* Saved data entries
-=-=-=-=-

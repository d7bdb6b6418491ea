//! The message bus: a retrying, fixed-topic-set `Publisher` and a
//! one-worker-per-topic `Consumer` with per-message retry and DLQ.

use crate::error::{BusError, BusResult, HandlerError};
use crate::events::DlqMessage;
use crate::retry::{backoff_delay, RetryConfig};
use chrono::Utc;
use rdkafka::config::ClientConfig;
use rdkafka::consumer::{Consumer as _, StreamConsumer};
use rdkafka::message::Message;
use rdkafka::producer::{FutureProducer, FutureRecord};
use serde::Serialize;
use std::collections::HashMap;
use std::future::Future;
use std::sync::Arc;
use std::time::Duration;
use tokio_util::sync::CancellationToken;

/// A producer bound at construction to a fixed set of topics, one
/// `FutureProducer` per topic.
pub struct Publisher {
    producers: HashMap<String, FutureProducer>,
    retry: RetryConfig,
}

impl Publisher {
    pub fn new(brokers: &str, topics: &[String], retry: RetryConfig) -> BusResult<Self> {
        let mut producers = HashMap::new();
        for topic in topics {
            let producer: FutureProducer = ClientConfig::new()
                .set("bootstrap.servers", brokers)
                .set("message.timeout.ms", "5000")
                .set("acks", "all")
                .set("enable.idempotence", "true")
                .set("compression.type", "snappy")
                .set("batch.size", "16384")
                .set("linger.ms", "10")
                .create()
                .map_err(|e| {
                    BusError::Marshal(format!("failed to create producer for '{topic}': {e}"))
                })?;
            producers.insert(topic.clone(), producer);
        }
        Ok(Self { producers, retry })
    }

    /// Publish a message, retrying with exponential backoff + jitter.
    /// `message` is serialized exactly once, before the first attempt.
    pub async fn publish<T: Serialize>(&self, topic: &str, key: &str, message: &T) -> BusResult<()> {
        self.publish_cancellable(topic, key, message, None).await
    }

    /// Same as [`publish`], but wakes immediately on `cancel` during the
    /// inter-attempt backoff sleep, returning `BusError::ContextCancelled`.
    pub async fn publish_cancellable<T: Serialize>(
        &self,
        topic: &str,
        key: &str,
        message: &T,
        cancel: Option<&CancellationToken>,
    ) -> BusResult<()> {
        let producer = self
            .producers
            .get(topic)
            .ok_or_else(|| BusError::UnknownTopic(topic.to_string()))?;

        let payload = serde_json::to_vec(message).map_err(|e| BusError::Marshal(e.to_string()))?;

        self.publish_with_retry(producer, topic, key, &payload, cancel)
            .await
    }

    async fn publish_with_retry(
        &self,
        producer: &FutureProducer,
        topic: &str,
        key: &str,
        payload: &[u8],
        cancel: Option<&CancellationToken>,
    ) -> BusResult<()> {
        let mut last_err = String::new();

        for attempt in 0..self.retry.max_attempts {
            let record = FutureRecord::to(topic).key(key).payload(payload);

            match producer.send(record, Duration::from_secs(5)).await {
                Ok((partition, offset)) => {
                    if attempt > 0 {
                        tracing::info!(topic, attempt, "published after retry");
                    }
                    tracing::debug!(topic, partition, offset, "published");
                    return Ok(());
                }
                Err((e, _)) => {
                    last_err = e.to_string();

                    if attempt + 1 == self.retry.max_attempts {
                        break;
                    }

                    let delay = backoff_delay(attempt, &self.retry);
                    tracing::warn!(topic, attempt, delay_ms = delay.as_millis() as u64, error = %last_err, "publish failed, retrying");

                    match cancel {
                        Some(token) => {
                            tokio::select! {
                                _ = tokio::time::sleep(delay) => {}
                                _ = token.cancelled() => return Err(BusError::ContextCancelled),
                            }
                        }
                        None => tokio::time::sleep(delay).await,
                    }
                }
            }
        }

        Err(BusError::Exhausted {
            topic: topic.to_string(),
            attempts: self.retry.max_attempts,
            source: last_err,
        })
    }
}

/// Narrow seam `process_message` publishes DLQ records through, so the
/// retry-exhaustion path can be exercised with a recording test double
/// instead of a live Kafka producer.
trait DlqPublish: Send + Sync {
    fn publish_dlq(&self, dlq_topic: &str, record: DlqMessage) -> impl Future<Output = ()> + Send;
}

impl DlqPublish for Publisher {
    async fn publish_dlq(&self, dlq_topic: &str, record: DlqMessage) {
        let key = record.key.clone();
        if let Err(e) = self.publish(dlq_topic, &key, &record).await {
            tracing::error!(error = %e, dlq_topic, "failed to publish DLQ record");
        }
    }
}

/// One worker per subscribed topic, each with its own `StreamConsumer`.
/// Holds a reference to the shared [`Publisher`] so it can emit DLQ records.
pub struct Consumer {
    readers: Vec<(String, StreamConsumer)>,
    publisher: Arc<Publisher>,
    retry: RetryConfig,
    dlq_topic: String,
}

impl Consumer {
    pub fn new(
        brokers: &str,
        group_id: &str,
        topics: &[String],
        publisher: Arc<Publisher>,
        retry: RetryConfig,
        dlq_topic: impl Into<String>,
    ) -> BusResult<Self> {
        let mut readers = Vec::with_capacity(topics.len());
        for topic in topics {
            let consumer: StreamConsumer = ClientConfig::new()
                .set("bootstrap.servers", brokers)
                .set("group.id", group_id)
                .set("auto.offset.reset", "earliest")
                .set("enable.auto.commit", "true")
                .set("auto.commit.interval.ms", "5000")
                .set("session.timeout.ms", "30000")
                .set("enable.partition.eof", "false")
                .create()
                .map_err(|e| {
                    BusError::Marshal(format!("failed to create consumer for '{topic}': {e}"))
                })?;

            consumer
                .subscribe(&[topic.as_str()])
                .map_err(|e| BusError::Marshal(e.to_string()))?;

            readers.push((topic.clone(), consumer));
        }

        Ok(Self {
            readers,
            publisher,
            retry,
            dlq_topic: dlq_topic.into(),
        })
    }

    /// Spawns one task per subscribed topic. Does not block; the caller
    /// waits on its own cancellation signal and then joins the returned set.
    pub fn listen<H, Fut>(self, cancel: CancellationToken, handler: H) -> tokio::task::JoinSet<()>
    where
        H: Fn(String, Vec<u8>) -> Fut + Clone + Send + Sync + 'static,
        Fut: Future<Output = Result<(), HandlerError>> + Send + 'static,
    {
        let mut set = tokio::task::JoinSet::new();

        for (topic, consumer) in self.readers {
            let publisher = self.publisher.clone();
            let retry = self.retry;
            let dlq_topic = self.dlq_topic.clone();
            let cancel = cancel.clone();
            let handler = handler.clone();

            set.spawn(async move {
                worker_loop(topic, consumer, publisher, retry, dlq_topic, cancel, handler).await;
            });
        }

        set
    }
}

async fn worker_loop<P, H, Fut>(
    topic: String,
    consumer: StreamConsumer,
    publisher: Arc<P>,
    retry: RetryConfig,
    dlq_topic: String,
    cancel: CancellationToken,
    handler: H,
) where
    P: DlqPublish,
    H: Fn(String, Vec<u8>) -> Fut + Sync,
    Fut: Future<Output = Result<(), HandlerError>>,
{
    loop {
        tokio::select! {
            _ = cancel.cancelled() => {
                tracing::debug!(topic, "cancellation received, closing reader");
                break;
            }
            msg = consumer.recv() => {
                match msg {
                    Ok(borrowed) => {
                        let key = borrowed
                            .key()
                            .map(|k| String::from_utf8_lossy(k).to_string())
                            .unwrap_or_default();
                        let payload = borrowed.payload().map(|p| p.to_vec()).unwrap_or_default();
                        process_message(&topic, &key, payload, &publisher, &retry, &dlq_topic, &cancel, &handler).await;
                    }
                    Err(e) => {
                        tracing::error!(topic, error = %e, "kafka read error");
                        tokio::time::sleep(Duration::from_secs(1)).await;
                    }
                }
            }
        }
    }
}

async fn process_message<P, H, Fut>(
    topic: &str,
    key: &str,
    payload: Vec<u8>,
    publisher: &Arc<P>,
    retry: &RetryConfig,
    dlq_topic: &str,
    cancel: &CancellationToken,
    handler: &H,
) where
    P: DlqPublish,
    H: Fn(String, Vec<u8>) -> Fut + Sync,
    Fut: Future<Output = Result<(), HandlerError>>,
{
    for attempt in 0..retry.max_attempts {
        match handler(topic.to_string(), payload.clone()).await {
            Ok(()) => return,
            Err(e) => {
                if attempt + 1 == retry.max_attempts {
                    tracing::error!(topic, attempts = retry.max_attempts, error = %e, "handler exhausted retries, sending to DLQ");
                    let record = DlqMessage {
                        original_topic: topic.to_string(),
                        key: key.to_string(),
                        value: String::from_utf8_lossy(&payload).to_string(),
                        timestamp: Utc::now(),
                        attempts: retry.max_attempts,
                    };
                    publisher.publish_dlq(dlq_topic, record).await;
                    return;
                }

                let delay = backoff_delay(attempt, retry);
                tracing::warn!(topic, attempt, error = %e, "handler failed, retrying");

                tokio::select! {
                    _ = tokio::time::sleep(delay) => {}
                    _ = cancel.cancelled() => return,
                }
            }
        }
    }
}

#[cfg(test)]
mod tests {
    use super::*;
    use std::sync::Mutex;

    #[derive(Default)]
    struct RecordingPublisher {
        records: Mutex<Vec<DlqMessage>>,
    }

    impl DlqPublish for RecordingPublisher {
        async fn publish_dlq(&self, _dlq_topic: &str, record: DlqMessage) {
            self.records.lock().unwrap().push(record);
        }
    }

    fn test_retry(max_attempts: u32) -> RetryConfig {
        RetryConfig {
            max_attempts,
            base_delay: Duration::from_millis(1),
            max_delay: Duration::from_millis(5),
            jitter: false,
        }
    }

    #[tokio::test]
    async fn exhausted_retries_land_exactly_one_dlq_record_with_max_attempts() {
        let publisher = Arc::new(RecordingPublisher::default());
        let retry = test_retry(3);
        let cancel = CancellationToken::new();

        process_message(
            "payments.created",
            "payment-1",
            b"not valid json".to_vec(),
            &publisher,
            &retry,
            "payments.dlq",
            &cancel,
            &|_topic, _payload| async { Err(HandlerError::Protocol("always fails".to_string())) },
        )
        .await;

        let records = publisher.records.lock().unwrap();
        assert_eq!(records.len(), 1);
        assert_eq!(records[0].attempts, retry.max_attempts);
        assert_eq!(records[0].original_topic, "payments.created");
        assert_eq!(records[0].key, "payment-1");
    }

    #[tokio::test]
    async fn handler_that_eventually_succeeds_sends_nothing_to_the_dlq() {
        let publisher = Arc::new(RecordingPublisher::default());
        let retry = test_retry(5);
        let cancel = CancellationToken::new();
        let calls = Arc::new(std::sync::atomic::AtomicU32::new(0));

        process_message(
            "payments.created",
            "payment-2",
            b"{}".to_vec(),
            &publisher,
            &retry,
            "payments.dlq",
            &cancel,
            &|_topic, _payload| {
                let calls = calls.clone();
                async move {
                    if calls.fetch_add(1, std::sync::atomic::Ordering::SeqCst) < 2 {
                        Err(HandlerError::Transient("not yet".to_string()))
                    } else {
                        Ok(())
                    }
                }
            },
        )
        .await;

        assert!(publisher.records.lock().unwrap().is_empty());
    }
}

-=-=-=-=-

* WHAT YOU HAVE TO DO
Could you copy every line from the records that has "producers" in it?

* EXERCISE RESULT
    producers: HashMap<String, FutureProducer>,
        let mut producers = HashMap::new();
            producers.insert(topic.clone(), producer);
        Ok(Self { producers, retry })
            .producers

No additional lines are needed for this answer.